Dr. Quezada earned an undergraduate degree in biochemistry from the P. Universidad Católica de Chile and a Ph.D. from Dartmouth Medical School in the US, where his research focused on the mechanisms for the induction of transplantation tolerance. Working with Prof Randy Noelle at Dartmouth, Dr. Quezada developed a model to study anti-CD154 graft tolerance and made several fundamental contributions to the understanding of the immune regulation and mechanisms of transplantation rejection and tolerance.
In 2004, Dr. Quezada joined the laboratory of Dr. James Allison at Memorial Sloan-Kettering Cancer Center, where he has carried out postdoctoral research aimed at understanding the mechanisms governing anti-tumor T-cell immunity and how these mechanisms can be manipulated for the generation of potent anti-tumor immune responses. In November 2011, Dr. Quezada joined the University College London Cancer Institute in the United Kingdom as head of the Immune Regulation and Tumor Immunotherapy group. His research group at UCL focuses in the study of the mechanism of action of anti-CTLA-4, anti-PD-1 and other immune-modulatory antibodies targeting co-inhibitory and co-stimulatory pathways (including ICOS, 4-1BB, OX-40) and used as novel anticancer therapies. In the last years, through a number of clinical collaborations, his team gained significant expertise in the characterisation and interrogation of immune reactivity and function within the microenvironment of different human cancers including melanoma, lung and kidney cancers.

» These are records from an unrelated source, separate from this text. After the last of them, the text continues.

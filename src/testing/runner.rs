use std::collections::HashMap;
use std::time::Instant;

use super::assertion::{Assertion, Violation};
use super::case::{AuthRequirement, StatusSet, TestCase};
use super::report::{AuthSummary, CaseResult, Outcome, RunReport};
use crate::auth::{self, AuthOutcome, Credentials, Session};
use crate::environment::{interpolate, interpolate_value};
use crate::http::client::{HttpClient, TransportError, TransportErrorKind};
use crate::http::request::RequestInput;
use crate::http::response::HttpResponse;

/// Executes test cases one at a time against a live service.
pub struct Runner {
    client: HttpClient,
    session: Session,
    credentials: Credentials,
    variables: HashMap<String, String>,
    filter: Option<String>,
    auth_failure: Option<String>,
}

impl Runner {
    pub fn new(
        client: HttpClient,
        session: Session,
        credentials: Credentials,
        variables: HashMap<String, String>,
    ) -> Self {
        Self {
            client,
            session,
            credentials,
            variables,
            filter: None,
            auth_failure: None,
        }
    }

    /// Only run cases whose name contains `filter`.
    pub fn with_filter(mut self, filter: Option<String>) -> Self {
        self.filter = filter.filter(|value| !value.is_empty());
        self
    }

    /// Log in and keep the token for every `Bearer` case that follows.
    pub async fn authenticate(&mut self) -> AuthSummary {
        match auth::authenticate(&self.client, self.session.base_url(), &self.credentials).await {
            AuthOutcome::Authenticated { token, user_email } => {
                tracing::debug!(user = ?user_email, "Storing session token");
                self.session.set_token(token);
                self.auth_failure = None;
                AuthSummary::Authenticated
            }
            AuthOutcome::Skipped { reason } => {
                tracing::warn!(%reason, "Authentication failed; dependent cases will be skipped");
                self.auth_failure = Some(reason.clone());
                AuthSummary::Skipped { reason }
            }
        }
    }

    pub async fn run_case(&self, case: &TestCase) -> CaseResult {
        let path = interpolate(case.path(), &self.variables);
        let started = Instant::now();

        let mut result = CaseResult {
            name: case.name().to_string(),
            method: case.method(),
            path: path.clone(),
            auth: case.auth(),
            outcome: Outcome::Passed,
            status: None,
            body: None,
            attempts: 0,
            duration_ms: 0,
        };

        let mut headers = Vec::new();
        if case.auth() == AuthRequirement::Bearer {
            let Some(token) = self.session.token() else {
                let reason = match &self.auth_failure {
                    Some(reason) => format!("Authentication unavailable: {reason}"),
                    None => "Authentication unavailable: no bearer token in session".to_string(),
                };
                tracing::info!(case = %case.name(), "Skipped");
                result.outcome = Outcome::Skipped { reason };
                return result;
            };
            headers.push(("Authorization".to_string(), token.header_value()));
            headers.push(("Content-Type".to_string(), "application/json".to_string()));
        }

        let request = RequestInput {
            method: case.method(),
            url: self.session.url(&path),
            headers,
            body: case.body().map(|body| interpolate_value(body, &self.variables)),
        };
        let assertions = case
            .assertions()
            .iter()
            .map(|assertion| assertion.resolve(&self.variables))
            .collect::<Vec<_>>();

        for attempt in 1..=case.repeat() {
            result.attempts = attempt;

            match self.client.send(&request).await {
                Ok(response) => {
                    tracing::debug!(
                        case = %case.name(),
                        attempt,
                        status = response.status,
                        elapsed_ms = response.duration_ms,
                        "Response received"
                    );
                    result.status = Some(response.status);
                    result.body = Some(CaseResult::capture_body(&response.body));
                    result.outcome = evaluate(case.expected_status(), &assertions, &response);
                }
                Err(err) => {
                    result.status = None;
                    result.body = None;
                    result.outcome = Outcome::InfrastructureFailure { error: err };
                }
            }

            if !matches!(result.outcome, Outcome::Passed) {
                break;
            }
        }

        result.duration_ms = started.elapsed().as_millis() as u64;

        match &result.outcome {
            Outcome::Passed => {
                tracing::info!(
                    case = %case.name(),
                    status = ?result.status,
                    attempts = result.attempts,
                    "Passed"
                );
            }
            Outcome::Failed { violations } => {
                tracing::info!(
                    case = %case.name(),
                    status = ?result.status,
                    violations = violations.len(),
                    "Failed"
                );
            }
            Outcome::InfrastructureFailure { error } => {
                tracing::warn!(case = %case.name(), error = %error, "Request did not complete");
            }
            Outcome::Skipped { .. } => {}
        }

        result
    }

    /// Run `cases` in declaration order. Login happens first, and only when
    /// a selected case needs a bearer token.
    pub async fn run_suite(mut self, cases: &[TestCase]) -> RunReport {
        let started = Instant::now();
        let selected = cases
            .iter()
            .filter(|case| self.filter.as_deref().is_none_or(|filter| case.name().contains(filter)))
            .collect::<Vec<_>>();

        tracing::info!(
            selected = selected.len(),
            total = cases.len(),
            base_url = %self.session.base_url(),
            "Running suite"
        );

        let authentication = if selected.iter().any(|case| case.auth() == AuthRequirement::Bearer) {
            self.authenticate().await
        } else {
            AuthSummary::NotRequired
        };

        let mut results = Vec::with_capacity(selected.len());
        for case in selected {
            results.push(self.run_case(case).await);
        }

        RunReport::from_results(authentication, results, started.elapsed().as_millis() as u64)
    }
}

/// Status first; body checks only run once the status is acceptable.
fn evaluate(expected: &StatusSet, assertions: &[Assertion], response: &HttpResponse) -> Outcome {
    if !expected.contains(response.status) {
        return Outcome::Failed {
            violations: vec![Violation {
                check: "status".to_string(),
                expected: expected.to_string(),
                actual: format!("{} {}", response.status, response.status_text),
            }],
        };
    }

    if assertions.is_empty() {
        return Outcome::Passed;
    }

    let body = match response.json() {
        Ok(body) => body,
        Err(err) => {
            return Outcome::InfrastructureFailure {
                error: TransportError::new(
                    TransportErrorKind::MalformedBody,
                    format!("Response body is not JSON ({}): {err}", response.content_type),
                ),
            };
        }
    };

    let violations = assertions
        .iter()
        .filter_map(|assertion| assertion.evaluate(&body).err())
        .collect::<Vec<_>>();

    if violations.is_empty() {
        Outcome::Passed
    } else {
        Outcome::Failed { violations }
    }
}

Dr. Quezada was a Cancer Research Institute Fellow from 2005 to 2008 and has been the recipient of Dartmouth’s John W. Strohbern Medal for excellence in biomedical research, the Cancer Research Institute (USA) New Investigator Award and a Cancer Research UK Career Development Fellowship. Most recently he was awarded with a Cancer Research UK Senior Cancer Research Fellowship.